*Collected data entries*.
┄┄┄┄┄┄┄┄┄┄┄┄┄┄┄┄┄┄┄┄
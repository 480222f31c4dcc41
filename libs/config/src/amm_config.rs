//! AMM Configuration Module
//!
//! Loads governance, deployment and logging settings from a base TOML file,
//! an optional environment overlay and `BASIN_*` environment variables.

use anyhow::{bail, Context, Result};
use basin_types::Address;
use config_crate::{Config, Environment, File};
use serde::{Deserialize, Serialize};
use std::path::{Path, PathBuf};
use tracing::{debug, info, warn};

/// Prefix of environment variable overrides (`BASIN_LOGGING__LEVEL=debug`)
pub const ENV_PREFIX: &str = "BASIN";

/// Main AMM configuration structure
#[derive(Debug, Deserialize, Serialize, Clone, Default, PartialEq)]
#[serde(default)]
pub struct AmmConfig {
    pub governance: GovernanceConfig,
    pub deployment: DeploymentConfig,
    pub logging: LoggingConfig,
}

/// Protocol-fee governance
#[derive(Debug, Deserialize, Serialize, Clone, PartialEq)]
#[serde(default)]
pub struct GovernanceConfig {
    /// Initial fee setter; must not be zero
    pub fee_to_setter: Address,
    /// Protocol fee recipient to enable at deployment
    #[serde(skip_serializing_if = "Option::is_none")]
    pub fee_to: Option<Address>,
}

/// Where the core is deployed and where its addresses are recorded
#[derive(Debug, Deserialize, Serialize, Clone, PartialEq)]
#[serde(default)]
pub struct DeploymentConfig {
    pub network: String,
    pub factory_address: Address,
    pub router_address: Address,
    pub wrapped_native_address: Address,
    pub wrapped_native_symbol: String,
    /// JSON address book, `$VAR`/`~` expanded
    pub address_book: PathBuf,
}

#[derive(Debug, Deserialize, Serialize, Clone, PartialEq)]
#[serde(default)]
pub struct LoggingConfig {
    /// Filter directive used when `RUST_LOG` is unset
    pub level: String,
    /// Emit JSON lines instead of human-readable output
    pub json: bool,
}

impl Default for GovernanceConfig {
    fn default() -> Self {
        Self {
            fee_to_setter: Address::from_low_u64_be(0xDE),
            fee_to: None,
        }
    }
}

impl Default for DeploymentConfig {
    fn default() -> Self {
        Self {
            network: "localhost".to_string(),
            factory_address: Address::from_low_u64_be(0xF1),
            router_address: Address::from_low_u64_be(0xF2),
            wrapped_native_address: Address::from_low_u64_be(0xF3),
            wrapped_native_symbol: "WETH".to_string(),
            address_book: PathBuf::from("./deployments/addresses.json"),
        }
    }
}

impl Default for LoggingConfig {
    fn default() -> Self {
        Self {
            level: "info".to_string(),
            json: false,
        }
    }
}

impl AmmConfig {
    /// Load configuration from files with environment overrides
    ///
    /// The overlay for `environment` is looked up at
    /// `<base dir>/environments/<environment>.toml`.
    pub fn load(base_path: Option<&Path>, environment: Option<&str>) -> Result<Self> {
        Self::load_with_prefix(base_path, environment, ENV_PREFIX)
    }

    /// [`Self::load`] with a custom environment variable prefix
    pub fn load_with_prefix(
        base_path: Option<&Path>,
        environment: Option<&str>,
        env_prefix: &str,
    ) -> Result<Self> {
        let base = base_path.unwrap_or(Path::new("config/amm.toml"));

        let mut builder = Config::builder().add_source(File::from(base).required(true));

        if let Some(env) = environment {
            let env_file = base
                .parent()
                .unwrap_or(Path::new("."))
                .join("environments")
                .join(format!("{}.toml", env));

            if env_file.exists() {
                info!("Loading environment config: {:?}", env_file);
                builder = builder.add_source(File::from(env_file));
            } else {
                warn!("Environment config not found: {:?}", env_file);
            }
        }

        builder = builder.add_source(
            Environment::with_prefix(env_prefix)
                .prefix_separator("_")
                .separator("__")
                .try_parsing(true),
        );

        let config = builder.build().context("Failed to build configuration")?;
        let mut config: Self = config
            .try_deserialize()
            .context("Failed to deserialize configuration")?;

        config.expand_env_vars()?;
        config.validate()?;
        debug!(network = %config.deployment.network, "Configuration loaded");
        Ok(config)
    }

    /// Expand environment variables in path values
    pub fn expand_env_vars(&mut self) -> Result<()> {
        let raw = self.deployment.address_book.to_string_lossy().into_owned();
        let expanded = shellexpand::full(&raw).context("Failed to expand address book path")?;
        self.deployment.address_book = PathBuf::from(expanded.as_ref());
        Ok(())
    }

    /// Reject settings the core would refuse at deployment
    pub fn validate(&self) -> Result<()> {
        if self.governance.fee_to_setter.is_zero() {
            bail!("governance.fee_to_setter must not be the zero address");
        }

        let deployment = &self.deployment;
        let addresses = [
            ("factory_address", deployment.factory_address),
            ("router_address", deployment.router_address),
            ("wrapped_native_address", deployment.wrapped_native_address),
        ];
        for (i, (name, address)) in addresses.iter().enumerate() {
            if address.is_zero() {
                bail!("deployment.{} must not be the zero address", name);
            }
            for (other, other_address) in &addresses[i + 1..] {
                if address == other_address {
                    bail!("deployment.{} and deployment.{} are identical", name, other);
                }
            }
        }

        if deployment.network.trim().is_empty() {
            bail!("deployment.network must not be empty");
        }
        Ok(())
    }

    /// Render as TOML, e.g. to seed a config file
    pub fn to_toml(&self) -> Result<String> {
        toml::to_string_pretty(self).context("Failed to serialize configuration")
    }
}

/// Convenience function to load configuration with defaults
pub fn load_config(environment: Option<&str>) -> Result<AmmConfig> {
    AmmConfig::load(None, environment)
}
┄┄┄┄┄┄┄┄┄┄┄┄┄┄┄┄┄┄┄┄
*Work instructions*.
Only the line containing "pub fn load_config(environment: Option<&str>)" and the lines after it, up to and including the last line of the data, should appear in the answer, exactly as written.

*Your response*.
pub fn load_config(environment: Option<&str>) -> Result<AmmConfig> {
    AmmConfig::load(None, environment)
}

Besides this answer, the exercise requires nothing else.